Recent work identified the E3 ubiquitin ligase CRL4Cdt2 as mediating the timely degradation of Cdt1 during DNA replication and following DNA damage. In both cases, proliferating cell nuclear antigen (PCNA) loaded on chromatin mediates the CRL4Cdt2 -dependent proteolysis of Cdt1. Here, we demonstrate that while replication factor C subunit 1 (RFC1)-RFC is required for Cdt1 degradation after UV irradiation during the nucleotide excision repair process, another RFC complex, Ctf18-RFC, which is known to be involved in the establishment of cohesion, has a key role in Cdt1 degradation in S phase. Cdt1 segments having only the degron, a specific sequence element in target protein for ubiquitination, for CRL4Cdt2 were stabilized during S phase in Ctf18-depleted cells. Additionally, endogenous Cdt1 was stabilized when both Skp2 and Ctf18 were depleted. Since a substantial amount of PCNA was detected on chromatin in Ctf18-depleted cells, Ctf18 is required in addition to loaded PCNA for Cdt1 degradation in S phase.
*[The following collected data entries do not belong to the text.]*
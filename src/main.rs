use std::sync::Arc;
use tokio::io::{AsyncBufReadExt, BufReader};
use tracing_subscriber::{layer::SubscriberExt, util::SubscriberInitExt};

use soupstone::bank::QuestionBank;
use soupstone::engine::{Inbound, TurnEngine};
use soupstone::llm::LlmConfig;
use soupstone::types::GameConfig;

#[tokio::main]
async fn main() {
    // Load .env file if present (before any env var reads)
    if let Err(e) = dotenvy::dotenv() {
        // Not an error if .env doesn't exist, only log if it's a different issue
        if !matches!(e, dotenvy::Error::Io(_)) {
            eprintln!("Warning: Failed to load .env file: {}", e);
        }
    }

    // Initialize tracing
    tracing_subscriber::registry()
        .with(
            tracing_subscriber::EnvFilter::try_from_default_env()
                .unwrap_or_else(|_| "soupstone=debug".into()),
        )
        .with(tracing_subscriber::fmt::layer())
        .init();

    tracing::info!("Starting soupstone...");

    let config = GameConfig::from_env();
    let bank = QuestionBank::load_file(&config.bank_file);
    tracing::info!("Question bank loaded: {} puzzle(s)", bank.len());

    let llm_config = LlmConfig::from_env();
    let provider = match llm_config.build_provider() {
        Ok(provider) => {
            tracing::info!("Reasoning provider initialized: {}", provider.name());
            Some(Arc::from(provider))
        }
        Err(e) => {
            tracing::warn!(
                "No reasoning provider available: {}. Falling back to keyword heuristics.",
                e
            );
            None
        }
    };

    let (engine, mut outbound) = TurnEngine::new(bank, provider, config);

    // Timeout summaries arrive out of band
    tokio::spawn(async move {
        while let Some(message) = outbound.recv().await {
            println!("[{}]\n{}\n", message.session_key, message.text);
        }
    });

    // Console frontend: one line per inbound message
    let sender_id = std::env::var("SOUP_SENDER").unwrap_or_else(|_| "console".to_string());
    let is_admin = std::env::var("SOUP_ADMIN").is_ok();
    println!("Send `help` for the command list. Ctrl-D quits.");

    let mut lines = BufReader::new(tokio::io::stdin()).lines();
    while let Ok(Some(line)) = lines.next_line().await {
        if line.trim().is_empty() {
            continue;
        }
        let reply = engine
            .handle(Inbound {
                text: line,
                sender_id: sender_id.clone(),
                group_id: None,
                is_admin,
            })
            .await;
        for text in reply.texts {
            println!("{}\n", text);
        }
    }

    let drained = engine.shutdown().await;
    tracing::info!("Goodbye ({} session(s) closed)", drained);
}
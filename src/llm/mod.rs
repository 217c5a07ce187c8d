mod ollama;
mod openai;

use crate::types::ChatTurn;
use async_trait::async_trait;
use std::time::Duration;

pub use ollama::OllamaProvider;
pub use openai::OpenAiProvider;

/// Result type for reasoning-service operations
pub type LlmResult<T> = Result<T, LlmError>;

/// Errors that can occur while talking to the reasoning service
#[derive(Debug, thiserror::Error)]
pub enum LlmError {
    #[error("API request failed: {0}")]
    ApiError(String),

    #[error("Request timed out after {0:?}")]
    Timeout(Duration),

    #[error("Invalid configuration: {0}")]
    ConfigError(String),

    #[error("Response parsing failed: {0}")]
    ParseError(String),
}

/// External reasoning service the judge and answer checker call into.
///
/// Implementations return raw free text; the caller is responsible for
/// normalizing it into the closed answer vocabulary.
#[async_trait]
pub trait ReasoningProvider: Send + Sync {
    /// Complete a prompt. `context` carries the session's role-tagged
    /// conversation turns; a non-empty `prompt` is sent as an additional
    /// user turn after the context.
    async fn complete(
        &self,
        prompt: &str,
        session_key: &str,
        context: &[ChatTurn],
    ) -> LlmResult<String>;

    /// Name of this provider, for logging
    fn name(&self) -> &str;
}

/// Configuration for reasoning-service providers
#[derive(Debug, Clone)]
pub struct LlmConfig {
    /// OpenAI API key
    pub openai_api_key: Option<String>,
    /// OpenAI model to use
    pub openai_model: String,
    /// Ollama base URL
    pub ollama_base_url: Option<String>,
    /// Ollama model to use
    pub ollama_model: String,
    /// Timeout for service calls
    pub timeout: Duration,
}

impl Default for LlmConfig {
    fn default() -> Self {
        Self {
            openai_api_key: None,
            openai_model: "gpt-4o-mini".to_string(),
            ollama_base_url: None,
            ollama_model: "llama3.2".to_string(),
            timeout: Duration::from_secs(30),
        }
    }
}

impl LlmConfig {
    /// Load configuration from environment variables
    pub fn from_env() -> Self {
        let openai_api_key = std::env::var("OPENAI_API_KEY").ok().and_then(|key| {
            let trimmed = key.trim();
            (!trimmed.is_empty()).then(|| trimmed.to_string())
        });

        let openai_model = std::env::var("OPENAI_MODEL")
            .ok()
            .and_then(|model| {
                let trimmed = model.trim();
                (!trimmed.is_empty()).then(|| trimmed.to_string())
            })
            .unwrap_or_else(|| "gpt-4o-mini".to_string());

        let ollama_base_url = std::env::var("OLLAMA_BASE_URL").ok().and_then(|url| {
            let trimmed = url.trim();
            (!trimmed.is_empty()).then(|| trimmed.to_string())
        });

        let ollama_model = std::env::var("OLLAMA_MODEL")
            .ok()
            .and_then(|model| {
                let trimmed = model.trim();
                (!trimmed.is_empty()).then(|| trimmed.to_string())
            })
            .unwrap_or_else(|| "llama3.2".to_string());

        Self {
            openai_api_key,
            openai_model,
            ollama_base_url,
            ollama_model,
            timeout: std::env::var("LLM_TIMEOUT")
                .ok()
                .and_then(|s| s.parse().ok())
                .map(Duration::from_secs)
                .unwrap_or(Duration::from_secs(30)),
        }
    }

    /// Build the configured provider. OpenAI wins when both are configured.
    pub fn build_provider(&self) -> LlmResult<Box<dyn ReasoningProvider>> {
        if let Some(api_key) = &self.openai_api_key {
            return Ok(Box::new(OpenAiProvider::new(
                api_key.clone(),
                self.openai_model.clone(),
                self.timeout,
            )));
        }

        if let Some(base_url) = &self.ollama_base_url {
            return Ok(Box::new(OllamaProvider::new(
                base_url.clone(),
                self.ollama_model.clone(),
                self.timeout,
            )));
        }

        Err(LlmError::ConfigError(
            "No reasoning provider configured. Set OPENAI_API_KEY or OLLAMA_BASE_URL".to_string(),
        ))
    }
}

#[cfg(test)]
mod tests {
    use super::*;

    #[test]
    fn test_default_config() {
        let config = LlmConfig::default();
        assert_eq!(config.openai_model, "gpt-4o-mini");
        assert_eq!(config.ollama_model, "llama3.2");
        assert_eq!(config.timeout, Duration::from_secs(30));
    }

    #[test]
    fn test_build_provider_requires_configuration() {
        let config = LlmConfig::default();
        assert!(matches!(
            config.build_provider(),
            Err(LlmError::ConfigError(_))
        ));
    }

    #[test]
    fn test_build_provider_prefers_openai() {
        let config = LlmConfig {
            openai_api_key: Some("sk-test".to_string()),
            ollama_base_url: Some("http://localhost:11434".to_string()),
            ..LlmConfig::default()
        };
        let provider = config.build_provider().expect("provider configured");
        assert_eq!(provider.name(), "openai");
    }
}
Our data suggest that Ctf18 is involved in recruiting CRL4Cdt2 to PCNA foci during S phase. Ctf18-mediated Cdt1 proteolysis occurs independent of cohesion establishment, and depletion of Ctf18 potentiates rereplication. Our findings indicate that individual RFC complexes differentially control CRL4Cdt2 -dependent proteolysis of Cdt1 during DNA replication and repair.